Article

De onderlinge verzekeringsvereniging: een vreemde eend in de bijt, R.D.C.-T.B.H., 2004/1, p. 77-81

VERZEKERING - BEVOEGDHEID
Onderlinge verzekeringsvereniging - Gemengd doel - Aanvullende activiteit - Volstrekte bevoegdheid - Bevoegdheid rechtbank van koophandel
Een particulier kan een onderlinge verzekeringsvereniging met gemengd doel dagvaarden voor de rechtbank van koophandel op grond van artikel 573, laatste lid, Ger.W. nu het afsluiten van premieverzekeringen kan beschouwd worden als een aanvullende activiteit.
ASSURANCE - COMPÉTENCE
Association d'assurance mutuelle - Objet mixte - Activité complémentaire - Compétence absolue - Compétence du tribunal de commerce
Un particulier peut citer une association d'assurance mutuelle devant le tribunal de commerce sur base de l'article 573, dernier alinéa, C.jud., vu que la conclusion d'assurances à primes peut être considérée comme une activité complémentaire.
De onderlinge verzekeringsvereniging: een vreemde eend in de bijt
An De Graeve [1]
I. Bevoegdheid rechtbank van koophandel ratione materiae
A. Feiten en probleemstelling

In de hier betrokken zaak sloot een particulier bij een verzekeraar, meer bepaald een onderlinge verzekeringsvereniging, een overeenkomst af tot dekking van haar voertuig tegen het risico diefstal.
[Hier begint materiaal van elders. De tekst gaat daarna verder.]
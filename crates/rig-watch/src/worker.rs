//! Per-port serial watcher
//!
//! One worker owns each configured serial port: it classifies the byte
//! stream as CI-V or CAT, extracts frames, and feeds decoded observations to
//! the registry. Everything a port needs to schedule lives in a single phase
//! machine driven off one deadline:
//!
//! ```text
//! Detecting --(FE FE seen)--------> Civ
//!     |  \--(FA/MD seen)----------> CatArmed --(traffic)--> CatSettled
//!     \--(1 s silent: assume CAT)-> CatArmed --(2 s silent)-> CatPolling
//! ```
//!
//! While detecting, the worker probes with CI-V broadcast queries after
//! 300 ms; a rig that answers neither dialect after 1 s is assumed to be a
//! CAT rig with Auto-Information off. CAT activation writes `AI1;FA;MD0;`,
//! and if the port stays silent for another 2 s the worker drops to polling
//! `FA;MD0;` every 2 s, which is what the AI-less legacy rigs (FT-817/857/
//! 897, TS-2000) need.
//!
//! Workers are generic over the I/O stream so tests can drive them with
//! `tokio::io::duplex` instead of a serial device.

use std::io;
use std::sync::Arc;
use std::time::Duration;

use rig_protocol::{cat, civ, detect_proto, RigProto, StreamCodec};
use rig_protocol::cat::CatCodec;
use rig_protocol::civ::CivCodec;
use tokio::io::{AsyncRead, AsyncReadExt, AsyncWrite, AsyncWriteExt};
use tokio::sync::mpsc;
use tokio::time::{sleep_until, Instant};
use tokio_serial::{DataBits, Parity, SerialPortBuilderExt, SerialStream, StopBits};
use tracing::{debug, info, warn};

use crate::error::WatchError;
use crate::pty::PtyLink;
use crate::registry::{RigRegistry, StateUpdate};

/// Serial read buffer size
const READ_BUF_LEN: usize = 256;
/// Detection buffer cap while the protocol is undecided
const DETECT_BUF_CAP: usize = 64;
/// Bytes kept when the detection buffer overflows
const DETECT_BUF_KEEP: usize = 32;

/// Delay before the CI-V broadcast queries go out
const PROBE_DELAY: Duration = Duration::from_millis(300);
/// Silence after which an undetected port is assumed to be CAT
const DETECT_TIMEOUT: Duration = Duration::from_millis(1000);
/// Grace period for AI1 to produce traffic before polling starts
const AI_GRACE: Duration = Duration::from_secs(2);
/// Poll cadence for rigs that ignore AI1
const POLL_INTERVAL: Duration = Duration::from_secs(2);

/// Commands the supervisor can send a running worker
#[derive(Debug)]
pub enum WorkerCommand {
    /// Re-enable CAT Auto-Information after an external app disabled it
    RearmAutoInfo,
    /// Stop the worker
    Shutdown,
}

/// Scheduling phase of one port
#[derive(Debug, Clone, Copy, PartialEq, Eq)]
enum LinkPhase {
    /// Accumulating bytes until the dialect is known
    Detecting {
        /// Whether the CI-V queries have gone out
        probed: bool,
    },
    /// CI-V confirmed; the rig drives itself via transceive
    Civ,
    /// CAT active, waiting to see whether AI1 took
    CatArmed,
    /// AI1 produced traffic; nothing left to schedule
    CatSettled,
    /// Legacy rig: poll on a fixed cadence
    CatPolling,
}

/// Watcher for a single serial port
pub struct PortWorker<T> {
    index: usize,
    io: T,
    registry: Arc<RigRegistry>,
    pty: Option<PtyLink>,
    proto: RigProto,
    phase: LinkPhase,
    deadline: Option<Instant>,
    detect_buf: Vec<u8>,
    civ_codec: CivCodec,
    cat_codec: CatCodec,
}

impl PortWorker<SerialStream> {
    /// Open the serial device at 8-N-1 and build its worker
    pub fn connect(
        index: usize,
        port: &str,
        baud: u32,
        registry: Arc<RigRegistry>,
        pty: Option<PtyLink>,
    ) -> Result<Self, WatchError> {
        let stream = tokio_serial::new(port, baud)
            .data_bits(DataBits::Eight)
            .parity(Parity::None)
            .stop_bits(StopBits::One)
            .open_native_async()
            .map_err(|source| WatchError::SerialOpen {
                port: port.to_string(),
                source,
            })?;
        Ok(Self::new(index, stream, registry, pty))
    }
}

impl<T> PortWorker<T>
where
    T: AsyncRead + AsyncWrite + Unpin + Send,
{
    /// Build a worker over an already-open stream
    pub fn new(index: usize, io: T, registry: Arc<RigRegistry>, pty: Option<PtyLink>) -> Self {
        Self {
            index,
            io,
            registry,
            pty,
            proto: RigProto::Unknown,
            phase: LinkPhase::Detecting { probed: false },
            deadline: None,
            detect_buf: Vec::new(),
            civ_codec: CivCodec::new(),
            cat_codec: CatCodec::new(),
        }
    }

    /// Run until the stream fails, closes, or a shutdown arrives
    pub async fn run(mut self, mut commands: mpsc::Receiver<WorkerCommand>) {
        let (pty_tx, mut pty_rx) = match self.pty.take() {
            Some(link) => (Some(link.to_app), Some(link.from_app)),
            None => (None, None),
        };

        self.registry.register_port(self.index);
        info!("rig[{}]: watcher started", self.index);

        let opened_at = Instant::now();
        self.deadline = Some(opened_at + PROBE_DELAY);
        let mut buf = [0u8; READ_BUF_LEN];

        loop {
            tokio::select! {
                cmd = commands.recv() => match cmd {
                    Some(WorkerCommand::RearmAutoInfo) => {
                        if self.rearm_auto_info().await.is_err() {
                            break;
                        }
                    }
                    Some(WorkerCommand::Shutdown) | None => {
                        debug!("rig[{}]: shutdown requested", self.index);
                        break;
                    }
                },

                result = self.io.read(&mut buf) => match result {
                    Ok(0) => {
                        debug!("rig[{}]: stream closed", self.index);
                        break;
                    }
                    Ok(n) => {
                        let data = &buf[..n];
                        if let Some(tx) = &pty_tx {
                            // Pass-through copy for the external app; never
                            // stall the serial reader on a slow consumer.
                            if tx.try_send(data.to_vec()).is_err() {
                                debug!("rig[{}]: pty channel full, {} bytes dropped", self.index, n);
                            }
                        }
                        if self.ingest(data).await.is_err() {
                            break;
                        }
                    }
                    Err(e) => {
                        warn!("rig[{}]: read error: {e}", self.index);
                        break;
                    }
                },

                chunk = recv_from(&mut pty_rx) => match chunk {
                    Some(data) => {
                        // App-to-rig commands are forwarded verbatim, never parsed.
                        if let Err(e) = self.io.write_all(&data).await {
                            warn!("rig[{}]: write error: {e}", self.index);
                            break;
                        }
                    }
                    None => pty_rx = None,
                },

                _ = sleep_until(self.deadline.unwrap_or_else(Instant::now)), if self.deadline.is_some() => {
                    if self.on_deadline(opened_at).await.is_err() {
                        break;
                    }
                }
            }
        }

        self.registry.remove_port(self.index);
        info!("rig[{}]: watcher stopped", self.index);
    }

    /// Advance the phase machine when its deadline fires
    async fn on_deadline(&mut self, opened_at: Instant) -> io::Result<()> {
        match self.phase {
            LinkPhase::Detecting { probed: false } => {
                self.phase = LinkPhase::Detecting { probed: true };
                self.deadline = Some(opened_at + DETECT_TIMEOUT);
                self.send_civ_probe().await?;
            }
            LinkPhase::Detecting { probed: true } => {
                info!("rig[{}]: nothing detected, assuming CAT", self.index);
                self.proto = RigProto::Cat;
                let pending = std::mem::take(&mut self.detect_buf);
                self.arm_cat().await?;
                self.decode(&pending);
            }
            LinkPhase::CatArmed => {
                if self.registry.port_has_traffic(self.index) {
                    self.phase = LinkPhase::CatSettled;
                    self.deadline = None;
                } else {
                    info!(
                        "rig[{}]: AI1 unanswered, polling for legacy rig",
                        self.index
                    );
                    self.phase = LinkPhase::CatPolling;
                    self.deadline = Some(Instant::now() + POLL_INTERVAL);
                    self.write_all(cat::POLL_QUERY).await?;
                }
            }
            LinkPhase::CatPolling => {
                self.deadline = Some(Instant::now() + POLL_INTERVAL);
                self.write_all(cat::POLL_QUERY).await?;
            }
            LinkPhase::Civ | LinkPhase::CatSettled => {
                self.deadline = None;
            }
        }
        Ok(())
    }

    /// CI-V broadcast queries, each skipped once its field is known
    async fn send_civ_probe(&mut self) -> io::Result<()> {
        let (freq_known, mode_known) = self.registry.global_known();
        if !freq_known {
            self.write_all(&civ::FREQ_QUERY).await?;
        }
        if !mode_known {
            self.write_all(&civ::MODE_QUERY).await?;
        }
        debug!("rig[{}]: CI-V initial queries sent", self.index);
        Ok(())
    }

    /// Enable CAT Auto-Information and request the initial state
    async fn arm_cat(&mut self) -> io::Result<()> {
        self.phase = LinkPhase::CatArmed;
        self.deadline = Some(Instant::now() + AI_GRACE);
        self.write_all(cat::AUTO_INFO_ARM).await?;
        info!("rig[{}]: CAT auto-information armed", self.index);
        Ok(())
    }

    /// Resend AI1 after an external app turned it off
    async fn rearm_auto_info(&mut self) -> io::Result<()> {
        if self.proto == RigProto::Cat {
            self.write_all(cat::AUTO_INFO_ARM).await?;
            info!("rig[{}]: AI1 re-sent (settings changed)", self.index);
        }
        Ok(())
    }

    async fn write_all(&mut self, data: &[u8]) -> io::Result<()> {
        self.io.write_all(data).await?;
        self.io.flush().await
    }

    /// Feed a chunk through detection or straight into the active codec
    async fn ingest(&mut self, data: &[u8]) -> io::Result<()> {
        if self.proto.is_known() {
            self.decode(data);
            return Ok(());
        }

        self.detect_buf.extend_from_slice(data);
        let detected = detect_proto(&self.detect_buf);
        if !detected.is_known() {
            if self.detect_buf.len() > DETECT_BUF_CAP {
                let cut = self.detect_buf.len() - DETECT_BUF_KEEP;
                self.detect_buf.drain(..cut);
            }
            return Ok(());
        }

        info!("rig[{}]: detected protocol {}", self.index, detected.label());
        self.proto = detected;
        let pending = std::mem::take(&mut self.detect_buf);
        match detected {
            RigProto::Civ => {
                self.phase = LinkPhase::Civ;
                self.deadline = None;
            }
            RigProto::Cat => self.arm_cat().await?,
            RigProto::Unknown => unreachable!(),
        }
        self.decode(&pending);
        Ok(())
    }

    /// Run buffered bytes through the active codec and push decoded updates
    fn decode(&mut self, data: &[u8]) {
        if data.is_empty() {
            return;
        }
        match self.proto {
            RigProto::Civ => {
                self.civ_codec.push_bytes(data);
                while let Some(frame) = self.civ_codec.next_frame() {
                    if frame.is_frequency() {
                        match civ::decode_frequency(&frame.payload) {
                            Ok(hz) if hz > 0 => {
                                self.push_update(StateUpdate::frequency(RigProto::Civ, hz))
                            }
                            Ok(_) => {}
                            Err(e) => debug!("rig[{}]: bad CI-V frequency: {e}", self.index),
                        }
                    } else if frame.is_mode() {
                        match civ::decode_mode(&frame.payload) {
                            Ok((mode, data)) => {
                                self.push_update(StateUpdate::mode(RigProto::Civ, mode, data))
                            }
                            Err(e) => debug!("rig[{}]: bad CI-V mode: {e}", self.index),
                        }
                    }
                }
            }
            RigProto::Cat => {
                self.cat_codec.push_bytes(data);
                while let Some(cmd) = self.cat_codec.next_frame() {
                    self.handle_cat_command(&cmd);
                }
            }
            RigProto::Unknown => {}
        }
    }

    fn handle_cat_command(&mut self, cmd: &str) {
        if cmd.len() < 2 {
            return;
        }
        if cmd.starts_with("IF") {
            match cat::parse_if(cmd) {
                Ok(report) => self.push_update(StateUpdate::status(
                    RigProto::Cat,
                    Some(report.freq),
                    report.mode,
                )),
                Err(e) => debug!("rig[{}]: bad IF report: {e}", self.index),
            }
        } else if cmd.starts_with("FA") {
            match cat::parse_frequency(cmd) {
                Ok(hz) if hz > 0 => self.push_update(StateUpdate::frequency(RigProto::Cat, hz)),
                Ok(_) => {}
                Err(e) => debug!("rig[{}]: bad FA report: {e}", self.index),
            }
        } else if cmd.starts_with("MD") {
            match cat::parse_mode(cmd) {
                Ok((mode, data)) => {
                    self.push_update(StateUpdate::mode(RigProto::Cat, mode, data))
                }
                Err(e) => debug!("rig[{}]: bad MD report: {e}", self.index),
            }
        }
    }

    fn push_update(&self, update: StateUpdate) {
        // In single-port broadcast mode the other ports are parsed but their
        // observations stop here.
        if !self.registry.accepts_from(self.index) {
            return;
        }
        self.registry.apply(self.index, update);
    }
}

/// Await the pty app-to-rig channel when present
async fn recv_from(rx: &mut Option<mpsc::Receiver<Vec<u8>>>) -> Option<Vec<u8>> {
    match rx {
        Some(rx) => rx.recv().await,
        None => std::future::pending().await,
    }
}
Bij een inbraak in de woning van verzekerde (in het vonnis staat verkeerdelijk vermeld verzekeraar) werden de sleutels van het voertuig ontvreemd en het voertuig gestolen.

Bij de afwikkeling van het schadegeval werd de waarde van het voertuig vóór de diefstal tussen partijen tegensprekelijk geraamd. Nadien ontstond tussen de partijen echter discussie of het bedrag, de waarde van het voertuig inclusief dan wel exclusief BTW betrof.

Dit is echter niet de kwestie die ons hier gaat bezighouden. Verzekerde dagvaardde haar verzekeraar, die niet vrijwillig overging tot betaling, voor de Rechtbank van Koophandel te Hasselt. Deze rechtbank diende in de eerste plaats de bevoegdheidsvraag bij toepassing van artikel 573, laatste lid, Ger.W. te beantwoorden.

Artikel 573, laatste lid, Ger.W. stelt: 'Het geschil, dat betrekking heeft op een handeling die de wet als daad van koophandel aanmerkt en dat niet onder de algemene bevoegdheid van de vrederechter valt, kan eveneens voor de rechtbank van koophandel worden gebracht, hoewel de eiser niet de hoedanigheid van handelaar heeft.'

    Alvorens zich bevoegd te verklaren, diende de rechtbank van koophandel bijgevolg navolgende vragen te onderzoeken:

  • is het afsluiten van een verzekering tegen vaste premie een daad van koophandel?
  • is de onderlinge verzekeringsvereniging een handelaar?

Het is belangrijk op te merken dat de statuten van de verzekeraar in de algemene bepalingen voorzien in het afsluiten van onderlinge verzekeringen met haar leden en in het afsluiten van verzekeringen tegen vaste premie met niet-leden.

Deze bevoegdheidsproblematiek is reeds herhaaldelijk voorwerp geweest van discussie in de rechtspraak doch tot op heden is er geen eenduidig antwoord gegeven.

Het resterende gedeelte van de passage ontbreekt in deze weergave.